なお、労災保険では上限額無しで補償される一時的な治療費等の費用に、自賠責保険の条件額を超える金額がかかった場合、その超過分は当該の第三者が直接支払うことになります。

「控除」について

自賠責保険が先行する控除の場合、被害者は先に当該の第三者の自賠責保険から賠償金を受取ります。その後労災保険から、自賠責保険と重複している賠償対象の分を差し引いた額を受け取ります。自賠責保険の上限額からの超過分については求償と同様の処置が取られます。

求償と控除について注意点

特筆すべき点として、休業補填については自賠責保険と労災保険とで内訳が異なっています。労災保険では休業補填の上限は給与の80%となり、内訳は休業補償給付が給与の60%、休業特別給付が給与の20%ですが、自賠責保険では前述の通り120万円まで無制限となります。ここで重要なのは、休業特別給付は支払調整に影響しないという点です。

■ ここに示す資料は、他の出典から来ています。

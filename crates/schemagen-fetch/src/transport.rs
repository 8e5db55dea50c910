use std::collections::BTreeMap;
use std::result::Result as StdResult;

use async_trait::async_trait;
use reqwest::header::CONTENT_TYPE;
use reqwest::{Client, Url};
use schemagen_core::FetchRequest;
use thiserror::Error;

use crate::error::{FetchError, Result};

/// Content type sent with every introspection request.
pub const JSON_CONTENT_TYPE: &str = "application/json;charset=UTF-8";

/// Status and body of a completed HTTP exchange.
#[derive(Debug, Clone, PartialEq, Eq)]
pub struct TransportResponse {
    /// HTTP status code
    pub status: u16,
    /// Response body decoded as UTF-8
    pub body: String,
}

/// An HTTP exchange that did not produce a response.
#[derive(Debug, Clone, PartialEq, Eq, Error)]
#[error("{message}")]
pub struct TransportFailure {
    /// Human-readable cause
    pub message: String,
}

impl TransportFailure {
    /// Creates a failure with the given message.
    pub fn new(message: impl Into<String>) -> Self {
        Self {
            message: message.into(),
        }
    }
}

impl From<reqwest::Error> for TransportFailure {
    fn from(err: reqwest::Error) -> Self {
        let kind = if err.is_timeout() {
            "timed out"
        } else if err.is_connect() {
            "connection failed"
        } else {
            "request failed"
        };
        Self::new(format!("{kind}: {err}"))
    }
}

/// One HTTP POST per call. Implementations must release any connection
/// before returning or when the returned future is dropped.
#[async_trait]
pub trait HttpTransport: Send + Sync {
    /// Posts `body` to `url` with the JSON content type plus `headers`.
    ///
    /// # Errors
    /// Returns a [`TransportFailure`] when no HTTP response was received.
    async fn post(
        &self,
        url: &Url,
        headers: &BTreeMap<String, String>,
        body: &str,
    ) -> TransportResult;
}

/// Result of a single transport exchange.
pub type TransportResult = StdResult<TransportResponse, TransportFailure>;

/// [`HttpTransport`] backed by a `reqwest` client.
#[derive(Debug, Clone)]
pub struct ReqwestTransport {
    /// Shared connection pool
    client: Client,
}

impl ReqwestTransport {
    /// Wraps an existing client.
    pub fn new(client: Client) -> Self {
        Self { client }
    }

    /// Builds a client honoring the request's timeouts. Zero means no limit.
    ///
    /// # Errors
    /// Returns an error if the TLS backend or client cannot be initialized.
    pub fn for_request(request: &FetchRequest) -> Result<Self> {
        let mut builder = Client::builder();
        if !request.connect_timeout().is_zero() {
            builder = builder.connect_timeout(request.connect_timeout());
        }
        if !request.read_timeout().is_zero() {
            builder = builder.read_timeout(request.read_timeout());
        }

        let client = builder.build().map_err(FetchError::ClientBuild)?;
        Ok(Self::new(client))
    }
}

#[async_trait]
impl HttpTransport for ReqwestTransport {
    async fn post(
        &self,
        url: &Url,
        headers: &BTreeMap<String, String>,
        body: &str,
    ) -> TransportResult {
        let mut builder = self
            .client
            .post(url.clone())
            .header(CONTENT_TYPE, JSON_CONTENT_TYPE);
        for (name, value) in headers {
            builder = builder.header(name.as_str(), value.as_str());
        }

        let response = builder.body(body.to_owned()).send().await?;
        let status = response.status().as_u16();
        let text = response.text().await?;

        Ok(TransportResponse { status, body: text })
    }
}
use std::io::Result as IoResult;
use std::path::{Path, PathBuf};

use async_trait::async_trait;
use tokio::fs;
use tracing::info;

/// Persists generated source.
#[async_trait]
pub trait ArtifactWriter: Send + Sync {
    /// Writes `content` to `dir/file_name`, creating `dir` as needed and
    /// replacing any previous file. Returns the written path.
    ///
    /// # Errors
    /// Returns an I/O error if the directory or file cannot be written.
    async fn write_artifact(&self, dir: &Path, file_name: &str, content: &str) -> IoResult<PathBuf>;
}

/// Writes artifacts to the local filesystem.
#[derive(Debug, Clone, Copy, Default)]
pub struct FsArtifactWriter;

#[async_trait]
impl ArtifactWriter for FsArtifactWriter {
    async fn write_artifact(&self, dir: &Path, file_name: &str, content: &str) -> IoResult<PathBuf> {
        fs::create_dir_all(dir).await?;
        let path = dir.join(file_name);
        fs::write(&path, content).await?;
        info!("Wrote {} ({} bytes)", path.display(), content.len());
        Ok(path)
    }
}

つまり、自賠責保険で休業補填として給与の100%を支払われても、労災保険から休業特別給付が控除されずに更に受取れるので、給与の120%を支給されることになります。

求償と控除の選択

一般に、被害者にとっては自賠責保険先行の控除の方がメリットは大きいです。それは休業補填をより多く受取れるのみでなく、自賠責保険特有の補償対象として慰謝料や義足、補聴器等が含まれ、また自賠責保険には仮渡金があり受渡しが速やかなためです。

しかし、被害者の過失が大きい場合、また当該の第三者が自賠責保険に加入していない場合は、労災保険先行の求償を選ぶことが推奨されます。前者の場合は、自賠責保険では賠償額が過失の割合によって低減される性質があるためで、後者の場合、当該の第三者の所持金額によっては取立てが難航するからです。

なお、示談を行うかの判断については慎重になる必要があります。示談内容が賠償に値するか見極めることも重要ですが、示談が脅迫や勘違いを含む恐れがあるため、被害者が独力で正しく判断できるかという懸念が存在するからです。示談が成立し被害者が賠償請求権を放棄したと見做されれば、保険による支給は無くなり、重複した賠償支払分については回収されることとなります。

 

まとめ

第三者行為災害は、事故後の対応や多数の必要書類の提出、支払調整の選択など、労災の中でも被害者の負担が高いものとなります。いざという場合に備えて制度をよく理解しておき、慎重に決定を行いましょう。